» Task item: Where the line with "use serde_json::json;" appears below, start writing out lines exactly, and finish with the line with "let tb = p.tick(b).unwrap();", which is included; write out nothing else.

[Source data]
[Start of section]
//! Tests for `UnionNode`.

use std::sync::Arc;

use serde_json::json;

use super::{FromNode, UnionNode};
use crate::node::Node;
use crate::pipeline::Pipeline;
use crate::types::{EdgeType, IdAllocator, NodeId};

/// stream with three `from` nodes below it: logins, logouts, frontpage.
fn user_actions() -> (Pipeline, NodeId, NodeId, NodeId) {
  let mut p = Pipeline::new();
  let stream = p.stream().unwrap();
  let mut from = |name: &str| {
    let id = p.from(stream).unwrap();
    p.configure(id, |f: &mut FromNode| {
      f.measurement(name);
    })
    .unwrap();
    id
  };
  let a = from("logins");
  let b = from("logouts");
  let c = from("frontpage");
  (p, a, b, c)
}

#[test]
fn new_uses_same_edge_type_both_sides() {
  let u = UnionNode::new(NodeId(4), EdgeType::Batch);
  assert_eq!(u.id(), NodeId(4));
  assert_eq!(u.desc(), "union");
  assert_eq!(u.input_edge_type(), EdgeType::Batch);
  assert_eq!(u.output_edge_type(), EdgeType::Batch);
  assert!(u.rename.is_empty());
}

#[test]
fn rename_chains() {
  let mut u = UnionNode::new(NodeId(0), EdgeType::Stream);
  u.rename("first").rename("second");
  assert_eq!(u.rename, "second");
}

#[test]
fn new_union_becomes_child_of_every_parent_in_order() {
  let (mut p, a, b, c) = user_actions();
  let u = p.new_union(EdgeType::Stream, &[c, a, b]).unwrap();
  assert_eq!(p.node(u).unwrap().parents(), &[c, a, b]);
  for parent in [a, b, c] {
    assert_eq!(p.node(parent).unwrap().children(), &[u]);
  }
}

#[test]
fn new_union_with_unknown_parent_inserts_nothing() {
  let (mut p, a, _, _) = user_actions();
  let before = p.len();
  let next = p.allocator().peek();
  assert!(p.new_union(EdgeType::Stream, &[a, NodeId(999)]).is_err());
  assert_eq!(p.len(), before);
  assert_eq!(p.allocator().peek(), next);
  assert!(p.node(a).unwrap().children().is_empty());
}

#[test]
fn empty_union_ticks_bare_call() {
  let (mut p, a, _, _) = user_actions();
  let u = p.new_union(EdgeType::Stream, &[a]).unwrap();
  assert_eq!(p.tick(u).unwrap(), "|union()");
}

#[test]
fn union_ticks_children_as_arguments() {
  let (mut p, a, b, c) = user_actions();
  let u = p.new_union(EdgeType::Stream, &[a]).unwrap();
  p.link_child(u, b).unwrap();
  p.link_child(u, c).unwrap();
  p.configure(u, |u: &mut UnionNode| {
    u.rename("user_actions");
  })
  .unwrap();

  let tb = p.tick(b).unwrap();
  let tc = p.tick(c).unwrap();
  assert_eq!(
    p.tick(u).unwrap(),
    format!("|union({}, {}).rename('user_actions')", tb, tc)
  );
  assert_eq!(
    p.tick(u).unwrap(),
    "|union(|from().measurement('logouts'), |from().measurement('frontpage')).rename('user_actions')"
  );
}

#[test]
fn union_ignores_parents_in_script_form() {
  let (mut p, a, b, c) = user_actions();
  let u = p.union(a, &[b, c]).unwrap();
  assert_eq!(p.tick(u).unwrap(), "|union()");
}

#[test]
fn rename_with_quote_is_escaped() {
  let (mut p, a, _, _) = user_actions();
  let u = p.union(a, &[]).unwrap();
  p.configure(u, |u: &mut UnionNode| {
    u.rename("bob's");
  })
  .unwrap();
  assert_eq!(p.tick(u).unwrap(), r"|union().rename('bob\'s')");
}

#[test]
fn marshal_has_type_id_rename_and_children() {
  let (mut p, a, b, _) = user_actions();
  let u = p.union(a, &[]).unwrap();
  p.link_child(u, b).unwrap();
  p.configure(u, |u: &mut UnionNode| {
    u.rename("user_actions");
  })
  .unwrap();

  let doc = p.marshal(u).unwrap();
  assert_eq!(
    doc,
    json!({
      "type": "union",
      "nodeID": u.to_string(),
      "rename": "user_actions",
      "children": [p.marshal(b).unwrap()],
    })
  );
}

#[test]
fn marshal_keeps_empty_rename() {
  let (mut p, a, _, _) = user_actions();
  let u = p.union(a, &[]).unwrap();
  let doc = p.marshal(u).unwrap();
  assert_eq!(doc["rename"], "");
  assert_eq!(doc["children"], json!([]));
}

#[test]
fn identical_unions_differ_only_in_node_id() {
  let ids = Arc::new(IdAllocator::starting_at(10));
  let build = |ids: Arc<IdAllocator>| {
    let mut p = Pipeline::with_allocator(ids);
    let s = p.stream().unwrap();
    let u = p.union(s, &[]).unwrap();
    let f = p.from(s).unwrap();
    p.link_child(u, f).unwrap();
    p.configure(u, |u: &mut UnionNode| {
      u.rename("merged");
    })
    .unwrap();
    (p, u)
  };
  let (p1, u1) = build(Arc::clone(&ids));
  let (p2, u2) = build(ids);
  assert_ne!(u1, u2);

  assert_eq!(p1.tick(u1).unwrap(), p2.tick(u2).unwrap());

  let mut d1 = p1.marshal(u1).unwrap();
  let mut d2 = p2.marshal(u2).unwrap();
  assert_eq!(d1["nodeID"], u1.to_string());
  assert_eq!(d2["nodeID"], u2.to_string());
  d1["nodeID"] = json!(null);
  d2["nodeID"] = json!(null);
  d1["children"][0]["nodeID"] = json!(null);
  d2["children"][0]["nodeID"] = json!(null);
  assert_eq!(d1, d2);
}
[End of section]
[Start of section]
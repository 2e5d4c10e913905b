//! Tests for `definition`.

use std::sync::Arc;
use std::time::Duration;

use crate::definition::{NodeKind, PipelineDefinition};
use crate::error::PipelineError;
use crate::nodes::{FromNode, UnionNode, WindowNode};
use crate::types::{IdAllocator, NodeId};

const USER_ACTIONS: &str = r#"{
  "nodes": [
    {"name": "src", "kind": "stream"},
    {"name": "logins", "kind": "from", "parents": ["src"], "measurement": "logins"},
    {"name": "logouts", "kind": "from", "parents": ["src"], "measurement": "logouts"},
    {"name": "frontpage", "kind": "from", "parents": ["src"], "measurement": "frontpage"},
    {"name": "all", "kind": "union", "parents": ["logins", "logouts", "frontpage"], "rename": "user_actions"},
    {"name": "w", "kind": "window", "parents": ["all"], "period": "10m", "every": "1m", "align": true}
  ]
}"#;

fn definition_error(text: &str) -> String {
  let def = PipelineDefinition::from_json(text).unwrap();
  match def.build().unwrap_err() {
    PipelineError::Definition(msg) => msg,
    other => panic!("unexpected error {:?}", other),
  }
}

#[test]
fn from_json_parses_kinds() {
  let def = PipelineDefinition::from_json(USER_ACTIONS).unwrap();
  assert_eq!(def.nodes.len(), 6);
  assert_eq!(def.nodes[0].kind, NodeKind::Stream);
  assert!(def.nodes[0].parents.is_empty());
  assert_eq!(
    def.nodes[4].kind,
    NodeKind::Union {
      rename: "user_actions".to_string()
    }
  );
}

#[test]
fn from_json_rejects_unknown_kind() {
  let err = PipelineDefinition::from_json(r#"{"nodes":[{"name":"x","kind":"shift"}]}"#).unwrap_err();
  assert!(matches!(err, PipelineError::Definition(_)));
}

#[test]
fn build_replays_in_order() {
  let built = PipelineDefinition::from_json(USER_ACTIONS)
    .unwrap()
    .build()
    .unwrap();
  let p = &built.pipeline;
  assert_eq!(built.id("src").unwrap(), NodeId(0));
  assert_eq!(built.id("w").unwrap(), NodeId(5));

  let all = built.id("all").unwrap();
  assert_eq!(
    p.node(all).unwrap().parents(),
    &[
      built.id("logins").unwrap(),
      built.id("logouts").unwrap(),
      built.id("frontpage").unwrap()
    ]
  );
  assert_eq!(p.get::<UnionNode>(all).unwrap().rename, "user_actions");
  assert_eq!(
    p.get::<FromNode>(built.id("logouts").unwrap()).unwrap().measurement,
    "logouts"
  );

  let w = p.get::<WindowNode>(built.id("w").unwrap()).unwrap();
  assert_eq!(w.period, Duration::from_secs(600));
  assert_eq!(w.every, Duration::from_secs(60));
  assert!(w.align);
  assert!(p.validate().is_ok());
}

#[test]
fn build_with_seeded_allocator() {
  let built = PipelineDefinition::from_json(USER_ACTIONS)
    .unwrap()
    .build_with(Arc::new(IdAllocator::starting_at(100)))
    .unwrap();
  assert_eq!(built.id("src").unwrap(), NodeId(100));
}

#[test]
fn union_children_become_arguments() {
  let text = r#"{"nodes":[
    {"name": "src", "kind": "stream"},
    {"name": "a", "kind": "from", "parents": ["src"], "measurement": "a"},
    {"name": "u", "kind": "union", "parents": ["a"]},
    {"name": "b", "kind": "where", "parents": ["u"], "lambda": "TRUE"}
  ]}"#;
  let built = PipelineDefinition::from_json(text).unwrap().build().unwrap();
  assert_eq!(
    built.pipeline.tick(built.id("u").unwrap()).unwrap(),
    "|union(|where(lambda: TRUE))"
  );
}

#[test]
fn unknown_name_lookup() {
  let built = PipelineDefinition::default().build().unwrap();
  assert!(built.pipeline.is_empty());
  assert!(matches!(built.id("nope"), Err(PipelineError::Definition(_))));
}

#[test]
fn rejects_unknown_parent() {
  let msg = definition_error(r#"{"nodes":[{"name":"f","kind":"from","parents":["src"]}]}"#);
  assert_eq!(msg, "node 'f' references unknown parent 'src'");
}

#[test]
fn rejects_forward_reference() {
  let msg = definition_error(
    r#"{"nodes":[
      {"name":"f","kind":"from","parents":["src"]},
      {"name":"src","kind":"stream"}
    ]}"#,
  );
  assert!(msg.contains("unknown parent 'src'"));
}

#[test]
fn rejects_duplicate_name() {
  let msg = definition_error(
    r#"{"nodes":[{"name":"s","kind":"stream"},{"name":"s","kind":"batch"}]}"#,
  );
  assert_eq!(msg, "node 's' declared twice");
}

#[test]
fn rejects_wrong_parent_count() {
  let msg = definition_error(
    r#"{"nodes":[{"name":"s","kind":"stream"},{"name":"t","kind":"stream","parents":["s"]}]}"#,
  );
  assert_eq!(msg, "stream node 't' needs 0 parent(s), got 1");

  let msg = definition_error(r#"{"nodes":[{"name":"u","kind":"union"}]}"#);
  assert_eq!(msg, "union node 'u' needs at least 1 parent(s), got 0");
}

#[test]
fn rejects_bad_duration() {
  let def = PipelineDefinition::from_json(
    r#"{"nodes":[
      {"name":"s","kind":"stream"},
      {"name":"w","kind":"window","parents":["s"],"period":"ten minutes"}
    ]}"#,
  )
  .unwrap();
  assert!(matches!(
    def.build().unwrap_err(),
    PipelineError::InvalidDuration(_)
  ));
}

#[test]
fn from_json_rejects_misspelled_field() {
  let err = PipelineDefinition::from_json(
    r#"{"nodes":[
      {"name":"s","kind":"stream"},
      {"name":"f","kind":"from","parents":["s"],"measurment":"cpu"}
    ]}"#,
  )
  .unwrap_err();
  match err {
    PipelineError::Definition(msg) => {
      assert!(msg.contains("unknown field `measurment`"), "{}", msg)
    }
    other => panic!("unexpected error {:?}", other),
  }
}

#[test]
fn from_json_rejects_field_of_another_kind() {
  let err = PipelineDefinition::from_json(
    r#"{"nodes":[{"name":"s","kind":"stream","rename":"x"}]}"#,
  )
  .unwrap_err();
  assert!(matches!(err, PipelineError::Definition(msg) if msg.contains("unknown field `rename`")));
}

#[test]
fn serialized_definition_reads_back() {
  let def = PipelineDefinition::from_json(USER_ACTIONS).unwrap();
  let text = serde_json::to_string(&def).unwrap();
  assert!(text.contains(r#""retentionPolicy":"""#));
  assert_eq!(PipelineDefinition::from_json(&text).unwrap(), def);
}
[End of section]
» Written response:
use serde_json::json;

use super::{FromNode, UnionNode};
use crate::node::Node;
use crate::pipeline::Pipeline;
use crate::types::{EdgeType, IdAllocator, NodeId};

/// stream with three `from` nodes below it: logins, logouts, frontpage.
fn user_actions() -> (Pipeline, NodeId, NodeId, NodeId) {
  let mut p = Pipeline::new();
  let stream = p.stream().unwrap();
  let mut from = |name: &str| {
    let id = p.from(stream).unwrap();
    p.configure(id, |f: &mut FromNode| {
      f.measurement(name);
    })
    .unwrap();
    id
  };
  let a = from("logins");
  let b = from("logouts");
  let c = from("frontpage");
  (p, a, b, c)
}

#[test]
fn new_uses_same_edge_type_both_sides() {
  let u = UnionNode::new(NodeId(4), EdgeType::Batch);
  assert_eq!(u.id(), NodeId(4));
  assert_eq!(u.desc(), "union");
  assert_eq!(u.input_edge_type(), EdgeType::Batch);
  assert_eq!(u.output_edge_type(), EdgeType::Batch);
  assert!(u.rename.is_empty());
}

#[test]
fn rename_chains() {
  let mut u = UnionNode::new(NodeId(0), EdgeType::Stream);
  u.rename("first").rename("second");
  assert_eq!(u.rename, "second");
}

#[test]
fn new_union_becomes_child_of_every_parent_in_order() {
  let (mut p, a, b, c) = user_actions();
  let u = p.new_union(EdgeType::Stream, &[c, a, b]).unwrap();
  assert_eq!(p.node(u).unwrap().parents(), &[c, a, b]);
  for parent in [a, b, c] {
    assert_eq!(p.node(parent).unwrap().children(), &[u]);
  }
}

#[test]
fn new_union_with_unknown_parent_inserts_nothing() {
  let (mut p, a, _, _) = user_actions();
  let before = p.len();
  let next = p.allocator().peek();
  assert!(p.new_union(EdgeType::Stream, &[a, NodeId(999)]).is_err());
  assert_eq!(p.len(), before);
  assert_eq!(p.allocator().peek(), next);
  assert!(p.node(a).unwrap().children().is_empty());
}

#[test]
fn empty_union_ticks_bare_call() {
  let (mut p, a, _, _) = user_actions();
  let u = p.new_union(EdgeType::Stream, &[a]).unwrap();
  assert_eq!(p.tick(u).unwrap(), "|union()");
}

#[test]
fn union_ticks_children_as_arguments() {
  let (mut p, a, b, c) = user_actions();
  let u = p.new_union(EdgeType::Stream, &[a]).unwrap();
  p.link_child(u, b).unwrap();
  p.link_child(u, c).unwrap();
  p.configure(u, |u: &mut UnionNode| {
    u.rename("user_actions");
  })
  .unwrap();

  let tb = p.tick(b).unwrap();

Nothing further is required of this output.